The esophageal hiatus is opened, and the pericardium is dissected from the esophagus and pushed anteriorly. Esophageal devascularization is extended superiorly for 8-10 cm, with great care taken to divide only veins running in the transverse direction. A vessel sealant device or vascular clips may facilitate this portion of the procedure.

Once devascularization is complete, esophageal transection is performed. A small horizontal gastrotomy is created in the anterior gastric wall. The nasogastric tube should be pulled back into the proximal esophagus. Obturator sizers are carefully passed through the gastrotomy and into the esophagus to determine the appropriate stapler size. A 0 suture is passed behind the esophagus.

The stapler is introduced into the esophagus through the gastrotomy. The stapler is opened about 4 cm and positioned 2 cm above the esophagogastric junction. The suture is tied down into the opening of the stapler device. The device is subsequently closed and the trigger is pulled. The stapler is then carefully removed, and the excised tissue is inspected for completeness. (See the image below.)

A finger can be placed into the gastrotomy in order to inspect the staple line and guide a nasogastric tube past the esophageal anastomosis. The gastrotomy is closed in one or two layers. A Nissen fundoplication may be performed to prevent gastroesophageal reflux. At this point, a feeding jejunostomy may be placed in order to facilitate early postoperative feeding. (See the image below.) The abdomen is then closed with appropriate drainage.

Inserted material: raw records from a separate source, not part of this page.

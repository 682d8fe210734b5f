//! This module is an integration test checking that a run is abandoned
//! wholesale when the watchdog requests a stop.
#![cfg(test)]

use std::sync::{atomic::AtomicBool, Arc};

use sympath::{
    error::{interpretation, Error},
    solver::BoundedOracle,
    watchdog::FlagWatchdog,
};

mod common;

use common::{Expr, Stmt};

#[test]
fn a_raised_flag_stops_the_run() -> anyhow::Result<()> {
    let graph = common::branch_graph(
        Vec::new(),
        Expr::lt(Expr::var("n"), Expr::var("m")),
        vec![Stmt::Return(Expr::var("n"))],
        vec![Stmt::Return(Expr::var("m"))],
        false,
    )?;
    let flag = Arc::new(AtomicBool::new(true));
    let watchdog = FlagWatchdog::new(flag).polling_every(1).in_rc();
    let mut interpreter = common::new_interpreter(graph, watchdog);
    let (mut scopes, _) = common::scopes_with_inputs(&["n", "m"])?;
    let mut oracle = BoundedOracle::new();

    let root = scopes.root();
    let result = interpreter.interpret(&mut scopes, root, &mut oracle);
    assert!(matches!(
        result,
        Err(Error::Interpretation(interpretation::Error::StoppedByWatchdog))
    ));

    Ok(())
}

Esophagogastric devascularization without splenectomy (EDWS) was described by Ni et al[27]  and has been assessed by others.[6] In a retrospective study involving 55 patients, Ni et al reported that EDWS was a safe and effective treatment for esophagogastric varices secondary to portal hypertension (PH) in selected patients.[27] Patients treated with EDWS were found to have a lower complication rate of portal venous system thrombosis than those treated with conventional esophagogastric devascularization.

The patient is in a supine position with 30º reverse Trendelenburg for optimal operative field exposure. Typically, a midline incision is sufficient; however, in cases of extreme splenomegaly, an extended left subcostal incision or L-shaped incision in the upper abdomen may be utilized. The left hemiliver is retracted out of the operative field; the hepatic ligaments may have to be divided to provide better exposure.

The first step in the procedure is splenectomy. The gastrohepatic ligament is divided, exposing the right crus of the esophageal hiatus. An incision is made on the anterior esophagus, extending superiorly and inferiorly to the left side of the esophagus until the left crus of the eosphageal hiatus is identified to free the esophagus from peritoneal reflections. The abdominal esophagus is freed circumferentially, and an umbilical tape is used for retraction. Perihiatal devascularization of the lower 3-4 inches of the esophagus is carried out by ligation of any vessel or vagus nerves ascending through the hiatus and diaphragm. The left gastric artery is ligated, as well as vessels feeding the proximal half of the stomach.[28]

There are subsets of postoperative complications particular to esophagogastric devascularization procedures. Esophageal stricture at the transection site has been reported, ranging in frequency from 2% to 28%.[4, 15]  Esophagogastroduodenoscopy (EGD) should be performed 3-4 weeks postoperatively for evaluation of stricture formation and dilation, as necessary. Rates of esophageal fistula or leakage are reported to be about 6-7%.[11, 17]  When reported, treatment of clinical leaks has generally involved drainage alone.

The reported incidence of portal vein thrombosis is between 1% and 6.3%.[4, 17]  However, the true incidence may be higher, because this reported range generally includes only symptomatic patients. A portal vein diameter greater than 13.5 mm and a history of upper gastric bleeding have been reported as independent risk factors for the development of portal vein thrombosis postoperatively.[29]

Sugiura and Futagawa reported the lowest rate of rebleeding, at 1.5%. In the remaining literature, rebleeding rates have varied greatly, ranging from 6% to 32%, as has the duration of follow-up.[16, 17, 18, 19] Mariette et al reported a 24% rebleeding rate at 5-year follow-up.[30]